use super::DefenseEvaluator;
use crate::{
    aa::{AAFramework, Argument, LabelType},
    utils::{ArgumentBitSet, FrameworkIndex},
};

// Translates sets of argument ids to the corresponding vectors of arguments.
pub(crate) fn sets_to_extensions<'a, T>(
    sets: &[ArgumentBitSet],
    af: &'a AAFramework<T>,
) -> Vec<Vec<&'a Argument<T>>>
where
    T: LabelType,
{
    sets.iter().map(|s| s.to_arguments(af)).collect()
}

// Returns the first set containing the argument as a certificate.
pub(crate) fn credulous_acceptance<'a, T>(
    sets: &[ArgumentBitSet],
    arg: &Argument<T>,
    af: &'a AAFramework<T>,
) -> (bool, Option<Vec<&'a Argument<T>>>)
where
    T: LabelType,
{
    match sets.iter().find(|s| s.contains(arg.id())) {
        Some(s) => (true, Some(s.to_arguments(af))),
        None => (false, None),
    }
}

// Returns the first set missing the argument as a certificate.
// With no set at all, the argument is vacuously accepted.
pub(crate) fn skeptical_acceptance<'a, T>(
    sets: &[ArgumentBitSet],
    arg: &Argument<T>,
    af: &'a AAFramework<T>,
) -> (bool, Option<Vec<&'a Argument<T>>>)
where
    T: LabelType,
{
    match sets.iter().find(|s| !s.contains(arg.id())) {
        Some(s) => (false, Some(s.to_arguments(af))),
        None => (true, None),
    }
}

pub(crate) fn filter_complete(
    index: &FrameworkIndex,
    admissible: &[ArgumentBitSet],
) -> Vec<ArgumentBitSet> {
    let defense = DefenseEvaluator::new(index);
    admissible
        .iter()
        .filter(|s| &defense.characteristic_function(s) == *s)
        .cloned()
        .collect()
}

// Keeps the sets that are not strictly included in another one, in their initial order.
pub(crate) fn filter_maximal(sets: &[ArgumentBitSet]) -> Vec<ArgumentBitSet> {
    sets.iter()
        .filter(|s| !sets.iter().any(|other| s.is_strict_subset(other)))
        .cloned()
        .collect()
}

pub(crate) fn filter_stable(
    index: &FrameworkIndex,
    admissible: &[ArgumentBitSet],
) -> Vec<ArgumentBitSet> {
    admissible
        .iter()
        .filter(|s| {
            let mut covered = index.attacked_by(s);
            covered.union_with(s);
            covered.len() == index.n_arguments()
        })
        .cloned()
        .collect()
}

// The ideal set is the greatest admissible subset of the intersection of the preferred extensions.
// Starting from this intersection, the arguments it does not defend are removed until a fixpoint is reached.
pub(crate) fn ideal_set(index: &FrameworkIndex, preferred: &[ArgumentBitSet]) -> ArgumentBitSet {
    let mut candidate = match preferred.split_first() {
        Some((first, others)) => others.iter().fold(first.clone(), |mut acc, s| {
            acc.intersect_with(s);
            acc
        }),
        None => return index.empty_set(),
    };
    let defense = DefenseEvaluator::new(index);
    loop {
        let mut next = defense.characteristic_function(&candidate);
        next.intersect_with(&candidate);
        if next == candidate {
            return candidate;
        }
        candidate = next;
    }
}

#[cfg(test)]
mod tests {
    use super::*;
    use crate::aa::ArgumentSet;

    fn ids(set: &ArgumentBitSet) -> Vec<usize> {
        set.iter().collect()
    }

    #[test]
    fn test_filter_maximal() {
        let sets = vec![
            ArgumentBitSet::new(3),
            ArgumentBitSet::from_ids(3, [0]),
            ArgumentBitSet::from_ids(3, [0, 2]),
            ArgumentBitSet::from_ids(3, [1]),
        ];
        let maximal = filter_maximal(&sets);
        assert_eq!(2, maximal.len());
        assert_eq!(vec![0, 2], ids(&maximal[0]));
        assert_eq!(vec![1], ids(&maximal[1]));
    }

    #[test]
    fn test_ideal_removes_undefended() {
        // d belongs to both preferred extensions {a,d} and {b,d}, but {d} does not defend it
        let mut af = AAFramework::new_with_argument_set(ArgumentSet::new_with_labels(&[
            "a", "b", "c", "d",
        ]));
        af.new_attack(&"a", &"b").unwrap();
        af.new_attack(&"b", &"a").unwrap();
        af.new_attack(&"a", &"c").unwrap();
        af.new_attack(&"b", &"c").unwrap();
        af.new_attack(&"c", &"d").unwrap();
        let index = FrameworkIndex::new(&af);
        let preferred = vec![
            ArgumentBitSet::from_ids(4, [0, 3]),
            ArgumentBitSet::from_ids(4, [1, 3]),
        ];
        assert!(ideal_set(&index, &preferred).is_empty());
    }

    #[test]
    fn test_ideal_of_nothing_is_empty() {
        let af = AAFramework::new_with_argument_set(ArgumentSet::new_with_labels(&["a"]));
        let index = FrameworkIndex::new(&af);
        assert!(ideal_set(&index, &[]).is_empty());
    }
}
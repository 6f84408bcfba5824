use super::ConflictFreeEvaluator;
use crate::{
    aa::{AAFramework, Argument, LabelType},
    utils::{ArgumentBitSet, FrameworkIndex},
};

/// Evaluates the defense provided by sets of arguments.
///
/// An argument is acceptable with respect to a set if each of its attackers is attacked by a member of the set.
/// The characteristic function `F` maps a set to the arguments that are acceptable with respect to it.
/// `F` is monotone: a superset of a set defends at least the same arguments.
pub struct DefenseEvaluator<'a> {
    index: &'a FrameworkIndex,
}

impl<'a> DefenseEvaluator<'a> {
    /// Builds a new evaluator for the indexed framework.
    pub fn new(index: &'a FrameworkIndex) -> Self {
        Self { index }
    }

    /// Returns `true` iff each attacker of the argument is attacked by a member of the set.
    pub fn is_acceptable(&self, id: usize, set: &ArgumentBitSet) -> bool {
        self.is_acceptable_given_range(id, &self.index.attacked_by(set))
    }

    // `range` is the set of arguments attacked by the defending set.
    fn is_acceptable_given_range(&self, id: usize, range: &ArgumentBitSet) -> bool {
        self.index.attackers(id).is_subset(range)
    }

    /// Applies the characteristic function to a set.
    ///
    /// # Example
    ///
    /// ```
    /// # use dungsem::aa::{AAFramework, ArgumentSet};
    /// # use dungsem::utils::{ArgumentBitSet, FrameworkIndex};
    /// # use dungsem::solvers::DefenseEvaluator;
    /// let mut af = AAFramework::new_with_argument_set(ArgumentSet::new_with_labels(&["a", "b", "c"]));
    /// af.new_attack(&"a", &"b").unwrap();
    /// af.new_attack(&"b", &"c").unwrap();
    /// let index = FrameworkIndex::new(&af);
    /// let evaluator = DefenseEvaluator::new(&index);
    /// let f_empty = evaluator.characteristic_function(&index.empty_set());
    /// assert_eq!(vec![0], f_empty.iter().collect::<Vec<usize>>());
    /// let f_a = evaluator.characteristic_function(&f_empty);
    /// assert_eq!(vec![0, 2], f_a.iter().collect::<Vec<usize>>());
    /// ```
    pub fn characteristic_function(&self, set: &ArgumentBitSet) -> ArgumentBitSet {
        let range = self.index.attacked_by(set);
        ArgumentBitSet::from_ids(
            self.index.n_arguments(),
            (0..self.index.n_arguments()).filter(|id| self.is_acceptable_given_range(*id, &range)),
        )
    }

    /// Returns `true` iff the set defends all its members, i.e. `S ⊆ F(S)`.
    pub fn is_self_defending(&self, set: &ArgumentBitSet) -> bool {
        let range = self.index.attacked_by(set);
        set.iter().all(|id| self.is_acceptable_given_range(id, &range))
    }

    /// Returns `true` iff the set is conflict-free and self-defending.
    pub fn is_admissible(&self, set: &ArgumentBitSet) -> bool {
        ConflictFreeEvaluator::new(self.index).is_conflict_free(set) && self.is_self_defending(set)
    }

    /// Returns `true` iff the set is admissible and contains exactly the arguments it defends.
    pub fn is_complete(&self, set: &ArgumentBitSet) -> bool {
        self.is_admissible(set) && &self.characteristic_function(set) == set
    }
}

/// Checks whether an argument is acceptable with respect to a set of arguments.
pub fn is_acceptable<T>(af: &AAFramework<T>, argument: &Argument<T>, set: &[&Argument<T>]) -> bool
where
    T: LabelType,
{
    let index = FrameworkIndex::new(af);
    let set = ArgumentBitSet::from_arguments(index.n_arguments(), set);
    DefenseEvaluator::new(&index).is_acceptable(argument.id(), &set)
}

/// Checks whether a set of arguments is admissible.
pub fn is_admissible<T>(af: &AAFramework<T>, set: &[&Argument<T>]) -> bool
where
    T: LabelType,
{
    let index = FrameworkIndex::new(af);
    let set = ArgumentBitSet::from_arguments(index.n_arguments(), set);
    DefenseEvaluator::new(&index).is_admissible(&set)
}
//! A cached engine answering semantics queries on a framework built incrementally.

mod cache;
pub use cache::FrameworkCache;

mod config;
pub use config::EngineConfig;

mod semantics_engine;
pub use semantics_engine::SemanticsEngine;
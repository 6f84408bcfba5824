use super::{
    utils, AdmissibleSetEnumerator, CredulousAcceptanceComputer, EnumerationLimits,
    ExtensionEnumerator, SingleExtensionComputer, SkepticalAcceptanceComputer,
};
use crate::{
    aa::{AAFramework, Argument, LabelType},
    utils::{ArgumentBitSet, FrameworkIndex},
};

/// A solver for the stable semantics.
///
/// A stable extension is a conflict-free set attacking every argument outside of it.
/// Stable extensions are admissible, so they are obtained by filtering the output of an [AdmissibleSetEnumerator].
///
/// A framework may have no stable extension at all.
/// In this case, no argument is credulously accepted and each argument is (vacuously) skeptically accepted.
pub struct StableSemanticsSolver<'a, T>
where
    T: LabelType,
{
    af: &'a AAFramework<T>,
    limits: EnumerationLimits,
    stable: Option<Vec<ArgumentBitSet>>,
}

impl<'a, T> StableSemanticsSolver<'a, T>
where
    T: LabelType,
{
    /// Builds a new solver for the stable semantics.
    pub fn new(af: &'a AAFramework<T>) -> Self {
        Self::new_with_limits(af, EnumerationLimits::default())
    }

    /// Builds a new solver for the stable semantics, bounding the underlying admissible set search.
    pub fn new_with_limits(af: &'a AAFramework<T>, limits: EnumerationLimits) -> Self {
        Self {
            af,
            limits,
            stable: None,
        }
    }

    fn stable_sets(&mut self) -> &[ArgumentBitSet] {
        let (af, limits) = (self.af, self.limits);
        self.stable.get_or_insert_with(|| {
            let index = FrameworkIndex::new(af);
            let admissible = AdmissibleSetEnumerator::new_with_limits(&index, limits).enumerate();
            utils::filter_stable(&index, admissible.sets())
        })
    }
}

impl<T> SingleExtensionComputer<T> for StableSemanticsSolver<'_, T>
where
    T: LabelType,
{
    fn compute_one_extension(&mut self) -> Option<Vec<&Argument<T>>> {
        let af = self.af;
        self.stable_sets().first().map(|s| s.to_arguments(af))
    }
}

impl<T> ExtensionEnumerator<T> for StableSemanticsSolver<'_, T>
where
    T: LabelType,
{
    fn enumerate_extensions(&mut self) -> Vec<Vec<&Argument<T>>> {
        let af = self.af;
        utils::sets_to_extensions(self.stable_sets(), af)
    }
}

impl<T> CredulousAcceptanceComputer<T> for StableSemanticsSolver<'_, T>
where
    T: LabelType,
{
    fn is_credulously_accepted(&mut self, arg: &Argument<T>) -> bool {
        self.is_credulously_accepted_with_certificate(arg).0
    }

    fn is_credulously_accepted_with_certificate(
        &mut self,
        arg: &Argument<T>,
    ) -> (bool, Option<Vec<&Argument<T>>>) {
        let af = self.af;
        utils::credulous_acceptance(self.stable_sets(), arg, af)
    }
}

impl<T> SkepticalAcceptanceComputer<T> for StableSemanticsSolver<'_, T>
where
    T: LabelType,
{
    fn is_skeptically_accepted(&mut self, arg: &Argument<T>) -> bool {
        self.is_skeptically_accepted_with_certificate(arg).0
    }

    fn is_skeptically_accepted_with_certificate(
        &mut self,
        arg: &Argument<T>,
    ) -> (bool, Option<Vec<&Argument<T>>>) {
        let af = self.af;
        utils::skeptical_acceptance(self.stable_sets(), arg, af)
    }
}
// src/circuits/presets.rs

//! Ready-made two-qubit circuits over the fixed catalogue.

use super::{Circuit, CircuitBuilder};

/// `H` on qubit 0 then `CNOT`: `(|00⟩ + |11⟩)/√2`.
pub fn bell_pair() -> Circuit {
    CircuitBuilder::new().gate("H", 0).gate("CNOT", 0).build()
}

/// Superdense coding of the classical message `11`: prepare a Bell pair,
/// encode with `Z` then `X` on qubit 0, decode with `CNOT` then `H`. Ends in
/// `|11⟩` up to a global phase.
pub fn superdense_coding_11() -> Circuit {
    CircuitBuilder::new()
        .gate("H", 0)
        .gate("CNOT", 0)
        .gate("Z", 0)
        .gate("X", 0)
        .gate("CNOT", 0)
        .gate("H", 0)
        .build()
}

/// One Grover iteration searching for `|11⟩` on two qubits, which finds it
/// with certainty. The controlled-Z of the oracle and the diffuser is built
/// as `H·CNOT·H` on qubit 1.
pub fn grover_11() -> Circuit {
    let cz = || CircuitBuilder::new().gate("H", 1).gate("CNOT", 0).gate("H", 1).build().steps().to_vec();
    CircuitBuilder::new()
        .gate("H", 0)
        .gate("H", 1)
        // oracle
        .add_steps(cz())
        // diffuser
        .gate("H", 0)
        .gate("H", 1)
        .gate("Z", 0)
        .gate("Z", 1)
        .add_steps(cz())
        .gate("H", 0)
        .gate("H", 1)
        .build()
}

/// Every preset by display name.
pub fn all() -> Vec<(&'static str, Circuit)> {
    vec![
        ("Bell State", bell_pair()),
        ("Superdense Coding (11)", superdense_coding_11()),
        ("Grover Search (|11>)", grover_11()),
    ]
}
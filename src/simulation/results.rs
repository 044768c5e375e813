// src/simulation/results.rs
use crate::core::StateVector;
use serde::Serialize;
use std::collections::BTreeMap;
use std::fmt;

/// Outcome of one gate application.
#[derive(Debug, Clone, PartialEq, Serialize)]
pub struct StepResult {
    /// Gate name as submitted.
    pub gate: String,
    /// Target qubit as submitted.
    pub target: usize,
    /// Register state after the gate.
    pub state: StateVector,
    /// `|a_i|^2` of `state`, one entry per basis index.
    pub probabilities: Vec<f64>,
}

impl StepResult {
    pub(crate) fn new(gate: &str, target: usize, state: StateVector) -> Self {
        let probabilities = state.probabilities();
        Self { gate: gate.to_string(), target, state, probabilities }
    }
}

impl fmt::Display for StepResult {
    fn fmt(&self, f: &mut fmt::Formatter<'_>) -> fmt::Result {
        write!(f, "{}@{} -> {} P[", self.gate, self.target, self.state)?;
        for (i, p) in self.probabilities.iter().enumerate() {
            write!(f, "{}{:.3}", if i > 0 { ", " } else { "" }, p)?;
        }
        write!(f, "]")
    }
}

/// Counts from a batch of computational-basis samples.
///
/// Labels are `num_qubits`-character bit strings, qubit 0 first. Outcomes
/// that were never observed are absent.
#[derive(Debug, Clone, PartialEq, Eq, Serialize)]
pub struct MeasurementOutcome {
    num_qubits: usize,
    shots: usize,
    counts: BTreeMap<String, u64>,
}

impl MeasurementOutcome {
    pub(crate) fn new(num_qubits: usize, shots: usize, counts: BTreeMap<String, u64>) -> Self {
        Self { num_qubits, shots, counts }
    }

    /// Number of samples drawn.
    pub fn shots(&self) -> usize {
        self.shots
    }

    /// Register size the labels are padded to.
    pub fn num_qubits(&self) -> usize {
        self.num_qubits
    }

    /// Observed count for `label`, zero if it never occurred.
    pub fn count(&self, label: &str) -> u64 {
        self.counts.get(label).copied().unwrap_or(0)
    }

    /// All observed labels with their counts, in label order.
    pub fn counts(&self) -> &BTreeMap<String, u64> {
        &self.counts
    }

    /// Observed frequency of `label` in `[0, 1]`.
    pub fn frequency(&self, label: &str) -> f64 {
        self.count(label) as f64 / self.shots as f64
    }
}

impl fmt::Display for MeasurementOutcome {
    fn fmt(&self, f: &mut fmt::Formatter<'_>) -> fmt::Result {
        writeln!(f, "Measurement ({} shots):", self.shots)?;
        for (label, count) in &self.counts {
            writeln!(
                f,
                "  '{}': {} ({:.1}%)",
                label,
                count,
                100.0 * *count as f64 / self.shots as f64
            )?;
        }
        Ok(())
    }
}

#[cfg(test)]
mod tests {
    use super::*;

    #[test]
    fn test_outcome_accessors_and_display() {
        let counts: BTreeMap<String, u64> = [("00".to_string(), 3), ("11".to_string(), 1)].into_iter().collect();
        let outcome = MeasurementOutcome::new(2, 4, counts);
        assert_eq!(outcome.count("00"), 3);
        assert_eq!(outcome.count("01"), 0);
        assert!((outcome.frequency("11") - 0.25).abs() < 1e-12);
        assert_eq!(outcome.to_string(), "Measurement (4 shots):\n  '00': 3 (75.0%)\n  '11': 1 (25.0%)\n");
    }

    #[test]
    fn test_outcome_serializes_counts_by_label() {
        let counts: BTreeMap<String, u64> = [("1".to_string(), 2)].into_iter().collect();
        let json = serde_json::to_string(&MeasurementOutcome::new(1, 2, counts)).unwrap();
        assert_eq!(json, r#"{"num_qubits":1,"shots":2,"counts":{"1":2}}"#);
    }

    #[test]
    fn test_step_result_serializes_pairs() {
        let result = StepResult::new("I", 0, StateVector::zero(1).unwrap());
        let json = serde_json::to_string(&result).unwrap();
        assert_eq!(
            json,
            r#"{"gate":"I","target":0,"state":[[1.0,0.0],[0.0,0.0]],"probabilities":[1.0,0.0]}"#
        );
    }
}
// src/core/state.rs

use crate::core::constants::engine_constants::{MAX_QUBITS, NORM_TOLERANCE};
use crate::core::error::{EngineError, Result};
use crate::validation::{check_normalization, qubits_for_len};
use num_complex::Complex64;
use num_traits::{One, Zero};
use serde::{Deserialize, Serialize};
use std::fmt;

/// Amplitudes of an `n`-qubit register.
///
/// Index bits map to qubit values big-endian: qubit 0 is the most significant
/// bit of the basis index, so `|10⟩` on two qubits lives at index 2.
///
/// Construction always validates the shape (non-empty, power-of-two length)
/// and the normalization `Σ|a_i|^2 ≈ 1`, so holding a `StateVector` means
/// holding a valid register state.
#[derive(Debug, Clone, PartialEq, Serialize, Deserialize)]
#[serde(try_from = "Vec<Complex64>", into = "Vec<Complex64>")]
pub struct StateVector {
    amplitudes: Vec<Complex64>,
    num_qubits: usize,
}

impl StateVector {
    /// The all-zero basis state `|0…0⟩` for `num_qubits` qubits.
    pub fn zero(num_qubits: usize) -> Result<Self> {
        if num_qubits == 0 || num_qubits > MAX_QUBITS {
            return Err(EngineError::InvalidRegisterSize { num_qubits, max: MAX_QUBITS });
        }
        let mut amplitudes = vec![Complex64::zero(); 1usize << num_qubits];
        amplitudes[0] = Complex64::one();
        Ok(Self { amplitudes, num_qubits })
    }

    /// Builds a state from caller-supplied amplitudes, checking normalization
    /// against the default tolerance.
    pub fn from_amplitudes(amplitudes: Vec<Complex64>) -> Result<Self> {
        Self::from_amplitudes_with_tolerance(amplitudes, NORM_TOLERANCE)
    }

    /// Like [`StateVector::from_amplitudes`] with an explicit tolerance.
    pub fn from_amplitudes_with_tolerance(amplitudes: Vec<Complex64>, tolerance: f64) -> Result<Self> {
        let num_qubits = qubits_for_len(amplitudes.len())?;
        if num_qubits == 0 {
            return Err(EngineError::malformed("a register needs at least one qubit"));
        }
        if num_qubits > MAX_QUBITS {
            return Err(EngineError::InvalidRegisterSize { num_qubits, max: MAX_QUBITS });
        }
        check_normalization(&amplitudes, Some(tolerance))?;
        Ok(Self { amplitudes, num_qubits })
    }

    /// Wraps the output of a unitary step. Shape is inherited from the input
    /// state, and normalization is preserved by unitarity, so neither is
    /// re-checked here.
    pub(crate) fn from_evolved(amplitudes: Vec<Complex64>, num_qubits: usize) -> Self {
        debug_assert_eq!(amplitudes.len(), 1usize << num_qubits);
        Self { amplitudes, num_qubits }
    }

    /// Read-only access to the amplitudes.
    pub fn amplitudes(&self) -> &[Complex64] {
        &self.amplitudes
    }

    /// Number of qubits `n` in the register.
    pub fn num_qubits(&self) -> usize {
        self.num_qubits
    }

    /// Number of basis states, `2^n`.
    pub fn dim(&self) -> usize {
        self.amplitudes.len()
    }

    /// `|a_i|^2` for every basis index, in index order.
    pub fn probabilities(&self) -> Vec<f64> {
        self.amplitudes.iter().map(|c| c.norm_sqr()).collect()
    }

    /// `Σ|a_i|^2`.
    pub fn norm_sqr(&self) -> f64 {
        self.amplitudes.iter().map(|c| c.norm_sqr()).sum()
    }

    /// Consumes the state, returning the amplitudes.
    pub fn into_amplitudes(self) -> Vec<Complex64> {
        self.amplitudes
    }
}

impl TryFrom<Vec<Complex64>> for StateVector {
    type Error = EngineError;

    fn try_from(amplitudes: Vec<Complex64>) -> Result<Self> {
        Self::from_amplitudes(amplitudes)
    }
}

impl From<StateVector> for Vec<Complex64> {
    fn from(state: StateVector) -> Self {
        state.amplitudes
    }
}

impl fmt::Display for StateVector {
    fn fmt(&self, f: &mut fmt::Formatter<'_>) -> fmt::Result {
        write!(f, "StateVector[")?;
        for (i, c) in self.amplitudes.iter().enumerate() {
            write!(f, "{}{:.4}", if i > 0 { ", " } else { "" }, c)?;
        }
        write!(f, "]")
    }
}

#[cfg(test)]
mod tests {
    use super::*;
    use std::f64::consts::FRAC_1_SQRT_2;

    #[test]
    fn test_zero_state_layout() -> Result<()> {
        let state = StateVector::zero(3)?;
        assert_eq!(state.dim(), 8);
        assert_eq!(state.num_qubits(), 3);
        assert_eq!(state.amplitudes()[0], Complex64::one());
        assert!(state.amplitudes()[1..].iter().all(|c| c.is_zero()));
        Ok(())
    }

    #[test]
    fn test_zero_qubits_rejected() {
        assert_eq!(
            StateVector::zero(0),
            Err(EngineError::InvalidRegisterSize { num_qubits: 0, max: MAX_QUBITS })
        );
        assert!(StateVector::zero(MAX_QUBITS + 1).is_err());
    }

    #[test]
    fn test_from_amplitudes_rejects_bad_length() {
        let amps = vec![Complex64::one(), Complex64::zero(), Complex64::zero()];
        assert!(matches!(StateVector::from_amplitudes(amps), Err(EngineError::MalformedState { .. })));
        assert!(matches!(StateVector::from_amplitudes(Vec::new()), Err(EngineError::MalformedState { .. })));
    }

    #[test]
    fn test_from_amplitudes_rejects_unnormalized() {
        let amps = vec![Complex64::one(), Complex64::one()];
        assert!(matches!(StateVector::from_amplitudes(amps), Err(EngineError::MalformedState { .. })));
    }

    #[test]
    fn test_from_amplitudes_accepts_plus_state() -> Result<()> {
        let amps = vec![Complex64::new(FRAC_1_SQRT_2, 0.0), Complex64::new(0.0, FRAC_1_SQRT_2)];
        let state = StateVector::from_amplitudes(amps)?;
        assert_eq!(state.num_qubits(), 1);
        let probs = state.probabilities();
        assert!((probs[0] - 0.5).abs() < 1e-12);
        assert!((probs[1] - 0.5).abs() < 1e-12);
        Ok(())
    }

    #[test]
    fn test_serde_pairs_and_validation() {
        let state = StateVector::zero(1).unwrap();
        let json = serde_json::to_string(&state).unwrap();
        assert_eq!(json, "[[1.0,0.0],[0.0,0.0]]");

        let back: StateVector = serde_json::from_str(&json).unwrap();
        assert_eq!(back, state);

        let bad = serde_json::from_str::<StateVector>("[[1.0,0.0],[1.0,0.0]]");
        assert!(bad.is_err(), "unnormalized wire state must not deserialize");
    }

    #[test]
    fn test_display() {
        let state = StateVector::zero(1).unwrap();
        assert_eq!(state.to_string(), "StateVector[1.0000+0.0000i, 0.0000+0.0000i]");
    }
}
// src/lib.rs

//! `qstep` - step-by-step state-vector simulation of small quantum registers
//!
//! The crate evolves an `n`-qubit register under a fixed catalogue of unitary
//! gates, one gate at a time or as a batch, and samples computational-basis
//! measurements. It is meant to sit behind a visualization front end: every
//! step returns the new amplitudes and outcome probabilities.
//!
//! Basis indices are big-endian: qubit 0 is the most significant bit, and
//! the leftmost character of a measurement label.

pub mod core;
pub mod gates;
pub mod operations;
pub mod circuits;
pub mod simulation;
pub mod validation;
pub mod config;

// Re-export the most common types for easier top-level use
pub use core::{BlochVector, EngineError, Result, StateVector};
pub use gates::{GateCatalogue, GateMatrix};
pub use operations::GateStep;
pub use circuits::{Circuit, CircuitBuilder};
pub use simulation::{MeasurementOutcome, Session, SessionPhase, SimulationEngine, StepResult};
pub use config::EngineConfig;
pub use validation::{check_normalization, is_unitary};

// Example 1: Stateless stepping
// The caller owns the state and passes it back in on every step.
/// ```
/// use qstep::{SimulationEngine, EngineError};
///
/// let engine = SimulationEngine::default();
/// let state = engine.create(1)?;
///
/// let step = engine.apply(&state, "H", 0)?;
/// assert!((step.probabilities[0] - 0.5).abs() < 1e-9);
/// assert!((step.probabilities[1] - 0.5).abs() < 1e-9);
///
/// // Hadamard is self-inverse
/// let back = engine.apply(&step.state, "H", 0)?;
/// assert!((back.probabilities[0] - 1.0).abs() < 1e-9);
///
/// assert_eq!(
///     engine.apply(&state, "Q", 0).unwrap_err(),
///     EngineError::UnknownGate { name: "Q".to_string() },
/// );
/// # Ok::<(), EngineError>(())
/// ```
#[doc(hidden)]
const _: () = ();

// Example 2: Bell pair in a session, then sampling
// A seeded config makes the counts reproducible.
/// ```
/// use qstep::{EngineConfig, Session, SimulationEngine};
///
/// let engine = SimulationEngine::new(EngineConfig::default().with_seed(2024))?;
/// let mut session = Session::new(engine, 2)?;
/// session.apply("H", 0)?;
/// session.apply("CNOT", 0)?;
///
/// let outcome = session.measure(1000)?;
/// println!("{}", outcome);
/// assert_eq!(outcome.count("00") + outcome.count("11"), 1000);
/// assert_eq!(outcome.count("01"), 0);
/// assert_eq!(outcome.count("10"), 0);
/// # Ok::<(), qstep::EngineError>(())
/// ```
#[doc(hidden)]
const _: () = ();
○ ○ ○ ○ ○ ○ ○
**Work to be completed**
Please report all lines in the entries where "MeasurementOutcome" appears.

**Response box**
pub struct MeasurementOutcome {
impl MeasurementOutcome {
impl fmt::Display for MeasurementOutcome {
        let outcome = MeasurementOutcome::new(2, 4, counts);
        let json = serde_json::to_string(&MeasurementOutcome::new(1, 2, counts)).unwrap();
pub use simulation::{MeasurementOutcome, Session, SessionPhase, SimulationEngine, StepResult};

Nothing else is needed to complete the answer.